Look out: Private lawsuits can be just as costly as federal HIPAA fines.
You might think you’re in the clear as long as you have a good grip on HIPAA requirements in your organization, but that may not always be the reality. A recent court case shows you could be held responsible for a business associate’s HIPAA violation.
Background: Led by former patient Shana Springer, Stanford Hospital & Clinics and two of its vendors faced a class action lawsuit for alleged privacy breaches of patients’ protected health information (PHI), violating California’s state privacy laws. The plaintiffs sought $20 million in damages, but the defendants recently settled the case for $4.1 million.
Multi-Specialty Collection Services (MSCS) was Stanford’s business associate (BA) and was named in the lawsuit, and then another BA contracting with MSCS, Corcino & Associates, was added to the complaint. The lawsuit alleged that Stanford and its BAs were responsible for disclosing the PHI of 20,000 emergency room patients. The BA had posted an Excel file online containing the PHI.
Because the BAs were at fault for the unpermitted disclosure, they will pay the majority of the settlement — about $3.3 million, reported attorney Elana Zana in a blog post for the Seattle-based law firm Ogden Murphy Wallace. But Stanford is still stuck paying out a whopping $500,000 toward a “vendor education fund” under the settlement agreement, as well as $250,000 in settlement administrative costs.

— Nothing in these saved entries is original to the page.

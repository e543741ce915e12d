#![cfg(feature = "cli")]

use std::io::Write;
use std::process::{Command, Output, Stdio};

fn picobus(args: &[&str]) -> Output {
    Command::new(env!("CARGO_BIN_EXE_picobus"))
        .arg("--log-level")
        .arg("error")
        .arg("--simulate")
        .arg("--settle")
        .arg("0ms")
        .args(args)
        .output()
        .expect("picobus should run")
}

fn json_lines(output: &Output) -> Vec<serde_json::Value> {
    String::from_utf8_lossy(&output.stdout)
        .lines()
        .filter(|line| !line.trim().is_empty())
        .map(|line| serde_json::from_str(line).expect("stdout line should be JSON"))
        .collect()
}

#[test]
fn send_temp_prints_decoded_json() {
    let output = picobus(&["--format", "json", "send", "TEMP"]);
    assert!(
        output.status.success(),
        "stderr: {}",
        String::from_utf8_lossy(&output.stderr)
    );

    let lines = json_lines(&output);
    assert_eq!(lines.len(), 1);
    let value = &lines[0];
    assert_eq!(value["address"], "0x42");
    assert_eq!(value["command"], "TEMP");
    assert_eq!(value["outcome"], "decoded");
    assert_eq!(value["text"], "23.5C");
    assert_eq!(value["attempts"], 1);
    assert_eq!(value["transport_failures"], 0);
}

#[test]
fn send_raw_writes_payload_bytes_only() {
    let output = picobus(&["--format", "raw", "send", "ID"]);
    assert!(output.status.success());
    assert_eq!(output.stdout, b"E6614104035B2A2C");
}

#[test]
fn send_non_ascii_exits_data_invalid() {
    let output = picobus(&["--format", "json", "send", "t\u{e9}mp"]);
    assert_eq!(output.status.code(), Some(60));
    assert!(String::from_utf8_lossy(&output.stderr).contains("non-ASCII"));
}

#[test]
fn send_oversized_command_exits_data_invalid() {
    let output = picobus(&["--max-len", "4", "--format", "json", "send", "TOOLONG"]);
    assert_eq!(output.status.code(), Some(60));
}

#[test]
fn huge_max_len_exits_usage() {
    let output = picobus(&[
        "--max-len",
        "18446744073709551615",
        "--format",
        "json",
        "send",
        "TEMP",
    ]);
    assert_eq!(output.status.code(), Some(64));
    assert!(String::from_utf8_lossy(&output.stderr).contains("max_len exceeds 8192 bytes"));
    assert!(output.stdout.is_empty());
}

#[test]
fn custom_address_is_reported() {
    let output = picobus(&["--address", "0x3E", "--format", "json", "send", "ping"]);
    assert!(output.status.success());
    let lines = json_lines(&output);
    assert_eq!(lines[0]["address"], "0x3E");
    assert_eq!(lines[0]["text"], "ping");
}

#[test]
fn repl_exchanges_each_line_until_quit() {
    let mut child = Command::new(env!("CARGO_BIN_EXE_picobus"))
        .args(["--log-level", "error", "--simulate", "--settle", "0ms"])
        .args(["--format", "json", "repl"])
        .stdin(Stdio::piped())
        .stdout(Stdio::piped())
        .stderr(Stdio::piped())
        .spawn()
        .expect("repl should start");

    child
        .stdin
        .take()
        .expect("stdin should be piped")
        .write_all(b"TEMP\n\nhello\nworld\nQ\nignored\n")
        .expect("stdin write should succeed");

    let output = child.wait_with_output().expect("repl should exit");
    assert!(output.status.success());

    let lines = json_lines(&output);
    let texts: Vec<_> = lines
        .iter()
        .map(|v| v["text"].as_str().unwrap_or_default().to_string())
        .collect();
    // The reference peripheral answers plain text with the previous message.
    assert_eq!(texts, vec!["23.5C", "hello", "hello"]);
}

#[test]
fn poll_runs_requested_cycles() {
    let output = picobus(&[
        "--format",
        "json",
        "poll",
        "Hi from RPi!",
        "--interval",
        "10ms",
        "--count",
        "3",
    ]);
    assert!(output.status.success());
    assert_eq!(json_lines(&output).len(), 3);
}

#[test]
fn doctor_skips_device_checks_when_simulated() {
    let output = picobus(&["--format", "json", "doctor"]);
    assert_eq!(output.status.code(), Some(0));
    let lines = json_lines(&output);
    let checks = lines[0]["checks"].as_array().expect("checks array");
    let device = checks
        .iter()
        .find(|c| c["name"] == "bus_device")
        .expect("bus_device check present");
    assert_eq!(device["status"], "skip");
    assert_eq!(lines[0]["overall"], "pass");
}

#[test]
fn version_prints_package_version() {
    let output = Command::new(env!("CARGO_BIN_EXE_picobus"))
        .arg("version")
        .output()
        .expect("version should run");
    assert!(output.status.success());
    let stdout = String::from_utf8_lossy(&output.stdout);
    assert!(stdout.starts_with("picobus "));
}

Why ‘No Fault’ Doesn’t Protect You
Keep in mind that this settlement arose strictly from violations of state privacy laws. The state and federal government investigated the incident and determined that Stanford was not at fault for the disclosure, stated Martie Ross, attorney and principal for Pershing Yoakley & Associates in a PYA Healthcare Blog post. Stanford received no penalties as part of the case.
Beware: “The risks of private lawsuits are real,” Ross warned. Just because HIPAA does not include a private cause of action doesn’t mean that patients cannot sue you under state law.

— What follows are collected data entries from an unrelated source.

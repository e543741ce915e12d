use std::fmt;

use bytes::Bytes;
use picobus_transport::TransportError;

/// Which half of an exchange a transport failure happened in.
#[derive(Debug, Clone, Copy, PartialEq, Eq)]
pub enum Phase {
    /// The block write carrying the command.
    Send,
    /// The fixed-length block read of the response.
    Receive,
}

impl Phase {
    pub fn as_str(self) -> &'static str {
        match self {
            Phase::Send => "send",
            Phase::Receive => "receive",
        }
    }
}

impl fmt::Display for Phase {
    fn fmt(&self, f: &mut fmt::Formatter<'_>) -> fmt::Result {
        f.write_str(self.as_str())
    }
}

/// A bus-level failure, tagged with the phase it interrupted.
#[derive(Debug, thiserror::Error)]
#[error("{phase} failed: {error}")]
pub struct TransportFailure {
    pub phase: Phase,
    #[source]
    pub error: TransportError,
}

impl TransportFailure {
    pub fn new(phase: Phase, error: TransportError) -> Self {
        Self { phase, error }
    }
}

/// A response recovered from the peripheral.
#[derive(Debug, Clone, PartialEq, Eq)]
pub enum Response {
    /// The stripped payload is valid UTF-8 text.
    Decoded(String),
    /// Nothing but filler came back.
    Empty,
    /// Payload bytes that are not valid text, kept verbatim.
    Undecodable(Bytes),
}

impl Response {
    /// Classify a payload that already had its filler stripped.
    pub fn classify(payload: &[u8]) -> Self {
        if payload.is_empty() {
            return Response::Empty;
        }
        match std::str::from_utf8(payload) {
            Ok(text) => Response::Decoded(text.to_string()),
            Err(_) => Response::Undecodable(Bytes::copy_from_slice(payload)),
        }
    }

    pub fn kind(&self) -> &'static str {
        match self {
            Response::Decoded(_) => "decoded",
            Response::Empty => "empty",
            Response::Undecodable(_) => "undecodable",
        }
    }

    /// Raw payload bytes (empty for [`Response::Empty`]).
    pub fn payload(&self) -> &[u8] {
        match self {
            Response::Decoded(text) => text.as_bytes(),
            Response::Empty => &[],
            Response::Undecodable(raw) => raw.as_ref(),
        }
    }
}

/// Result of one full send + settle + receive cycle.
#[derive(Debug)]
pub enum ExchangeOutcome {
    Decoded(String),
    Empty,
    Undecodable(Bytes),
    TransportError(TransportFailure),
}

impl ExchangeOutcome {
    /// Split into the response or the transport failure.
    pub fn into_result(self) -> Result<Response, TransportFailure> {
        match self {
            ExchangeOutcome::Decoded(text) => Ok(Response::Decoded(text)),
            ExchangeOutcome::Empty => Ok(Response::Empty),
            ExchangeOutcome::Undecodable(raw) => Ok(Response::Undecodable(raw)),
            ExchangeOutcome::TransportError(failure) => Err(failure),
        }
    }

    pub fn is_transport_error(&self) -> bool {
        matches!(self, ExchangeOutcome::TransportError(_))
    }
}

impl From<Response> for ExchangeOutcome {
    fn from(response: Response) -> Self {
        match response {
            Response::Decoded(text) => ExchangeOutcome::Decoded(text),
            Response::Empty => ExchangeOutcome::Empty,
            Response::Undecodable(raw) => ExchangeOutcome::Undecodable(raw),
        }
    }
}

impl From<TransportFailure> for ExchangeOutcome {
    fn from(failure: TransportFailure) -> Self {
        ExchangeOutcome::TransportError(failure)
    }
}

#[cfg(test)]
mod tests {
    use super::*;

    #[test]
    fn classify_empty_payload() {
        assert_eq!(Response::classify(b""), Response::Empty);
    }

    #[test]
    fn classify_text_payload() {
        assert_eq!(
            Response::classify(b"23.5C"),
            Response::Decoded("23.5C".to_string())
        );
    }

    #[test]
    fn classify_invalid_utf8_keeps_raw_bytes() {
        let response = Response::classify(&[0xC3, 0x28]);
        assert_eq!(
            response,
            Response::Undecodable(Bytes::from_static(&[0xC3, 0x28]))
        );
        assert_eq!(response.payload(), &[0xC3, 0x28]);
    }

    #[test]
    fn outcome_splits_into_response_or_failure() {
        let ok = ExchangeOutcome::Decoded("hi".to_string()).into_result();
        assert_eq!(ok.unwrap(), Response::Decoded("hi".to_string()));

        let failure = TransportFailure::new(
            Phase::Receive,
            TransportError::ShortTransfer {
                expected: 32,
                actual: 0,
            },
        );
        let err = ExchangeOutcome::from(failure).into_result().unwrap_err();
        assert_eq!(err.phase, Phase::Receive);
        assert_eq!(err.to_string(), "receive failed: short transfer (0 of 32 bytes)");
    }

    #[test]
    fn only_transport_failures_report_as_transport_errors() {
        assert!(!ExchangeOutcome::Empty.is_transport_error());
        assert!(!ExchangeOutcome::Decoded("ok".to_string()).is_transport_error());
        assert!(!ExchangeOutcome::Undecodable(Bytes::from_static(&[0xFE])).is_transport_error());

        let failure = TransportFailure::new(
            Phase::Send,
            TransportError::ShortTransfer {
                expected: 4,
                actual: 1,
            },
        );
        assert!(ExchangeOutcome::from(failure).is_transport_error());
    }
}
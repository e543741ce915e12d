use crate::outcome::TransportFailure;

/// Errors that can occur in exchange operations.
#[derive(Debug, thiserror::Error)]
pub enum ExchangeError {
    /// The command could not be framed (caller contract violation).
    #[error("frame error: {0}")]
    Frame(#[from] picobus_frame::FrameError),

    /// A single bus transfer failed.
    #[error("{0}")]
    Transport(#[from] TransportFailure),

    /// Every attempt allowed by the retry policy hit a transport failure.
    #[error(
        "retries exhausted after {attempts} attempts (last: {})",
        last_failure(.failures)
    )]
    RetriesExhausted {
        attempts: u32,
        failures: Vec<TransportFailure>,
    },

    /// The session or retry configuration is unusable.
    #[error("invalid exchange config: {0}")]
    InvalidConfig(&'static str),
}

fn last_failure(failures: &[TransportFailure]) -> String {
    failures
        .last()
        .map_or_else(|| "none".to_string(), ToString::to_string)
}

pub type Result<T> = std::result::Result<T, ExchangeError>;
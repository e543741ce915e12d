use std::sync::atomic::{AtomicBool, Ordering};
use std::sync::Arc;
use std::time::{Duration, Instant};

use crate::cmd::{open_session, BusArgs, PollArgs};
use crate::exit::{exchange_error, loop_exit_code, CliError, CliResult, USAGE};
use crate::output::{print_response, OutputFormat};

/// Granularity of the interruptible wait between cycles.
const WAIT_SLICE: Duration = Duration::from_millis(50);

pub fn run(args: PollArgs, bus: &BusArgs, format: OutputFormat) -> CliResult<i32> {
    if args.interval.is_zero() {
        return Err(CliError::new(USAGE, "interval must be greater than zero"));
    }

    let mut session = open_session(bus)?;
    let policy = bus.retry_policy();

    let running = Arc::new(AtomicBool::new(true));
    install_ctrlc_handler(running.clone())?;

    let mut cycles = 0usize;
    let mut failed = 0usize;

    while running.load(Ordering::SeqCst) {
        match session.exchange_with_retry(args.message.as_bytes(), &policy) {
            Ok(report) => print_response(&args.message, &report, session.address(), format),
            Err(err) => {
                let err = exchange_error("exchange failed", err);
                tracing::error!(cycle = cycles, code = err.code, "{err}");
                failed = failed.saturating_add(1);
            }
        }
        cycles = cycles.saturating_add(1);

        if let Some(count) = args.count {
            if cycles >= count {
                break;
            }
        }

        wait_interval(args.interval, &running);
    }

    tracing::info!(cycles, failed, "poll finished");
    Ok(loop_exit_code(failed))
}

/// Sleep for `interval`, returning early once `running` is cleared.
fn wait_interval(interval: Duration, running: &AtomicBool) {
    let deadline = Instant::now() + interval;
    while running.load(Ordering::SeqCst) {
        let now = Instant::now();
        if now >= deadline {
            break;
        }
        std::thread::sleep(WAIT_SLICE.min(deadline - now));
    }
}

fn install_ctrlc_handler(running: Arc<AtomicBool>) -> CliResult<()> {
    ctrlc::set_handler(move || {
        running.store(false, Ordering::SeqCst);
    })
    .map_err(|err| {
        CliError::new(
            crate::exit::INTERNAL,
            format!("signal handler setup failed: {err}"),
        )
    })
}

“Many states, like California, have privacy laws that allow a private individual to sue a party that violates that law,” Ross noted. “Additionally, an individual can bring a common law claim for negligence, alleging a HIPAA breach violates the standard of care.
Hidden trap: And now that HIPAA requires you to notify patients of breaches, there are more opportunities for affected patients to pursue private claims, Ross said. Attorneys may not care much about a single patient’s complaint, but breaches usually involve a larger number of patients. And this can lead to a class action lawsuit with a potentially large payout, which is enticing to plaintiffs’ attorneys.
“Looking at the facts as reported, it is hard to find anything Stanford did wrong,” Ross lamented. Stanford had an appropriate BA agreement (BAA) in place, “it had no notice of any prior wrongdoing by MSCS, it encrypted the data sent to MSCS, and it met its obligations with respect to mitigation and breach notification once the posting was discovered.”
Stanford was even unaware of Corcino, which contracted with MSCS, and ultimately was directly responsible for the breach, Ross noted. “So why is Stanford paying out $750,000?”
“Not only is Stanford its brother’s keeper, it is also its brother’s brother’s keeper,” Ross said. Thanks to the HIPAA Omnibus Final Rule, there is now a greater emphasis on BAs’ and subcontractors’ responsibility to protect patient privacy.
Bottom line: “The major lesson to glean from this case is that covered entities should better investigate their vendors before transmitting PHI,” Zana stressed. “Meaning not just simply executing a Business Associate Agreement with an indemnification and insurance provision (though advisable), but also reviewing/evaluating their current security policies, staff training, use of subcontractors, and encryption standards.”